O olhar de Dulcineia Lima é inquieto e triste mas não demonstra sinais de se conformar com o vazio profundo que é ter uma filha morta. Ela, assim como Jean Carlos Abreu, vivem agora para honrar a memória daquelas que se foram, deixando não uma dor qualquer, mas a maior das dores possíveis (como se houvesse possibilidade de mensurar): ter uma parte de si, um sangue do próprio sangue, apagada pela violência injustificada. Dulcineia é mãe de Iarla Lima. Jean Carlos é pai de Camilla Abreu. Os verbos não podem estar no passado porque não se deixa de ser mãe ou pai, mesmo que os filhos não estejam mais presentes há décadas.

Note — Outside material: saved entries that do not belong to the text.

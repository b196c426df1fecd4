//! Logging setup
//!
//! One-line JSON records to a daily-rolling file, plus a human-readable
//! stdout layer in debug builds. Both honor RUST_LOG-style filters, and
//! `log` macro calls are bridged into tracing.

use log::LevelFilter;
use std::path::PathBuf;
use std::sync::OnceLock;
use tracing_appender::{non_blocking::WorkerGuard, rolling};
use tracing_log::LogTracer;
use tracing_subscriber::{fmt, layer::SubscriberExt, EnvFilter, Layer, Registry};

static LOG_DIR: OnceLock<PathBuf> = OnceLock::new();
static LOGGER_READY: OnceLock<()> = OnceLock::new();
static FILE_GUARD: OnceLock<WorkerGuard> = OnceLock::new();

/// Initialize the logging stack. Safe to call more than once; only the
/// first call takes effect.
pub fn init_logger(log_dir: PathBuf) -> anyhow::Result<()> {
    if LOGGER_READY.get().is_some() {
        return Ok(());
    }

    std::fs::create_dir_all(&log_dir)?;
    let _ = LOG_DIR.set(log_dir.clone());

    // Forward log-crate records into tracing
    let _ = LogTracer::builder()
        .with_max_level(LevelFilter::Trace)
        .init();

    let file_appender = rolling::daily(&log_dir, "learnquest.log");
    let (non_blocking, guard) = tracing_appender::non_blocking(file_appender);
    let _ = FILE_GUARD.set(guard);

    let json_layer = fmt::layer()
        .with_writer(non_blocking)
        .json()
        .with_current_span(false)
        .with_span_list(false)
        .with_file(true)
        .with_line_number(true)
        .with_target(true)
        .with_filter(file_filter());

    let stdout_layer = if cfg!(debug_assertions) {
        Some(
            fmt::layer()
                .with_target(true)
                .with_ansi(true)
                .with_filter(stdout_filter()),
        )
    } else {
        None
    };

    let subscriber = Registry::default().with(json_layer).with(stdout_layer);

    tracing::subscriber::set_global_default(subscriber)
        .map_err(|e| anyhow::anyhow!("Failed to set global subscriber: {}", e))?;

    let _ = LOGGER_READY.set(());

    tracing::info!(
        target: "learnquest::logging",
        log_dir = %log_dir.display(),
        version = env!("CARGO_PKG_VERSION"),
        profile = if cfg!(debug_assertions) { "Debug" } else { "Release" },
        "Logger initialized"
    );

    Ok(())
}

fn file_filter() -> EnvFilter {
    let default_level = if cfg!(debug_assertions) {
        "debug,learnquest=trace"
    } else {
        "info,learnquest=info"
    };

    EnvFilter::try_from_default_env()
        .or_else(|_| EnvFilter::try_new(default_level))
        .unwrap_or_else(|_| EnvFilter::new("info"))
}

fn stdout_filter() -> EnvFilter {
    EnvFilter::try_from_default_env()
        .or_else(|_| EnvFilter::try_new("debug,learnquest=trace"))
        .unwrap_or_else(|_| EnvFilter::new("debug"))
}

/// Directory the file layer writes to, once initialized.
pub fn get_log_dir() -> Option<PathBuf> {
    LOG_DIR.get().cloned()
}

/// Default directory for logs and other app data.
pub fn default_data_dir() -> PathBuf {
    dirs::data_dir()
        .unwrap_or_else(|| PathBuf::from("."))
        .join("learnquest")
}
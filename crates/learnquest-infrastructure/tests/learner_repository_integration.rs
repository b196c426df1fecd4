use chrono::{NaiveDate, Utc};
use std::sync::Arc;

use learnquest_domain::learner::{Learner, LearnerRepository};
use learnquest_domain::shared::DomainError;
use learnquest_infrastructure::persistence::repositories::SqliteLearnerRepository;

mod test_helpers;

fn day(y: i32, m: u32, d: u32) -> NaiveDate {
    NaiveDate::from_ymd_opt(y, m, d).unwrap()
}

#[tokio::test]
async fn learner_repo_save_and_find_round_trip() {
    let pool = test_helpers::setup_in_memory_db().await;
    let repo = SqliteLearnerRepository::new(Arc::new(pool));

    let mut learner = Learner::new("Ada".to_string(), Utc::now()).expect("create learner");
    learner.record_lesson_activity(day(2024, 3, 10), 120);
    learner.mark_lesson_completed();
    learner.award_xp(1500);

    repo.save(&learner).await.expect("save learner");

    let found = repo
        .find_by_id(learner.id())
        .await
        .expect("find learner")
        .expect("learner should exist");

    assert_eq!(found.display_name(), "Ada");
    assert_eq!(found.total_xp(), 1500);
    assert_eq!(found.level(), 2);
    assert_eq!(found.current_streak_days(), 1);
    assert_eq!(found.last_active_date(), Some(day(2024, 3, 10)));
    assert_eq!(found.lessons_completed(), 1);
    assert_eq!(found.time_spent_seconds(), 120);
}

#[tokio::test]
async fn learner_repo_save_is_an_upsert() {
    let pool = test_helpers::setup_in_memory_db().await;
    let repo = SqliteLearnerRepository::new(Arc::new(pool));

    let mut learner = Learner::new("Grace".to_string(), Utc::now()).expect("create learner");
    repo.save(&learner).await.expect("first save");

    learner.award_xp(42);
    repo.save(&learner).await.expect("second save");

    let found = repo
        .find_by_id(learner.id())
        .await
        .expect("find learner")
        .expect("learner should exist");
    assert_eq!(found.total_xp(), 42);
}

#[tokio::test]
async fn learner_repo_ranks_by_xp_with_signup_tiebreak() {
    let pool = test_helpers::setup_in_memory_db().await;
    let repo = SqliteLearnerRepository::new(Arc::new(pool));

    let names_and_xp = [("Low", 10u64), ("High", 5000), ("Mid", 900)];
    for (name, xp) in names_and_xp {
        let mut learner = Learner::new(name.to_string(), Utc::now()).expect("create learner");
        learner.award_xp(xp);
        repo.save(&learner).await.expect("save learner");
    }

    let top = repo.find_top_by_xp(2).await.expect("leaderboard query");

    assert_eq!(top.len(), 2);
    assert_eq!(top[0].display_name(), "High");
    assert_eq!(top[1].display_name(), "Mid");
}

#[tokio::test]
async fn learner_repo_rejects_negative_stored_xp() {
    let pool = test_helpers::setup_in_memory_db().await;
    let repo = SqliteLearnerRepository::new(Arc::new(pool.clone()));

    let learner = Learner::new("Corrupt".to_string(), Utc::now()).expect("create learner");
    repo.save(&learner).await.expect("save learner");

    sqlx::query("UPDATE learners SET total_xp = -5 WHERE id = ?1")
        .bind(learner.id().as_str())
        .execute(&pool)
        .await
        .expect("corrupt row");

    let result = repo.find_by_id(learner.id()).await;
    assert!(matches!(result, Err(DomainError::InvalidXp(_))));
}

#[tokio::test]
async fn learner_repo_delete_removes_the_row() {
    let pool = test_helpers::setup_in_memory_db().await;
    let repo = SqliteLearnerRepository::new(Arc::new(pool));

    let learner = Learner::new("Gone".to_string(), Utc::now()).expect("create learner");
    repo.save(&learner).await.expect("save learner");
    repo.delete(learner.id()).await.expect("delete learner");

    let found = repo.find_by_id(learner.id()).await.expect("find learner");
    assert!(found.is_none());
}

Em menos de seis meses, esses dois casos de feminicídio chocaram o estado do Piauí e chamaram a atenção do poder público para a recorrência. Partia vitima do machismo do namorado, há cinco meses, a jovem estudante de arquitetura Iarla Lima Barbosa. Há aproximadamente 30 dias, foi o fim trágico e cruel da estudante de direito Camilla Abreu, assassinada também pelo namorado, o capitão da Polícia Militar do Piauí, Allisson Wattsson.

Passado um mês da morte de Camilla, o silêncio na residência de Cecília Sousa, na zona Sudeste de Teresina, demonstra o vazio deixado pela sua “neta do meio”. O namoro, volta e meia com demonstrações de violência e possessividade,  para sua avó, foi uma escolha errada. “Eu criei ela como se fosse filha, e minha neta fez uma escolha errada, tão jovem…”, disse Cecília com os olhos cheios de lágrimas.

Dona Dulcineia, mãe de Iarla Lima, visualizando suas últimas mensagens da filha no WhatsApp (Foto: Salomão Prado/OitoMeia)

No entanto, o lado violento e machista pode surgir repentinamente, até daquele que acabara de pedir-lhe em namoro com direito a rosas. Foi o caso da Iarla, que há uma semana do seu assassinato iniciou o namoro com o então tenente do Exército José Ricardo da Silva Neto, e friamente perdeu a vida pelas mesmas mãos que lhe haviam entregue um buquê de rosas vermelhas no dia 12 de junho. “Ela me mandou uma mensagem no WhatsApp dizendo que ele tinha pedido ela em namoro, que tinha ido jantar em um restaurante chique, e que tinha ganho um buquê de rosas. Ela me contou muito feliz… Aí perguntei se tinham tirado foto juntos, e ela me disse que ‘não’ porque ficou com vergonha”, relembrou Lucileia Lima, mãe de Iarla.

A espera de justiça, as duas famílias seguem com a ausência das futuras advogada e arquiteta, e com os seus caminhos sempre cruzando-se em caminhadas por paz e justiça, idas à tribunais, delegacia, e a protestos em frente a instituições de Segurança, como ocorreu na primeira semana de novembro em frente ao Quartel do Comando Geral da Polícia Militar do Piauí.

              “Ela me mandou uma mensagem no WhatsApp dizendo que ele tinha pedido ela em namoro, que tinha ido jantar em um restaurante chique, e que tinha ganho um buquê de rosas”

Jordy Mesquita, segurando o cartaz com a foto de sua prima, vítima de feminicídio, Iarla Lima (Foto: Salomão Prado/OitoMeia)

COMO ESTÃO LUTANDO POR JUSTIÇA

Ouvidos pelo OitoMeia, os familiares das duas jovens, agora vivenciam a fase dos desdobramentos do poder judiciário. E o sentimento, demonstrado por parte dos pais, amigos e outros parentes, é que a justiça será feita. No caso Iarla, durante um dos intervalos do julgamento de instrução do acusado Silva Neto, na última quarta-feira (22/11), Dulcineia Lima disse acreditar na possibilidade do assassino de sua filha ir a júri popular, e servir de exemplo para outros homens.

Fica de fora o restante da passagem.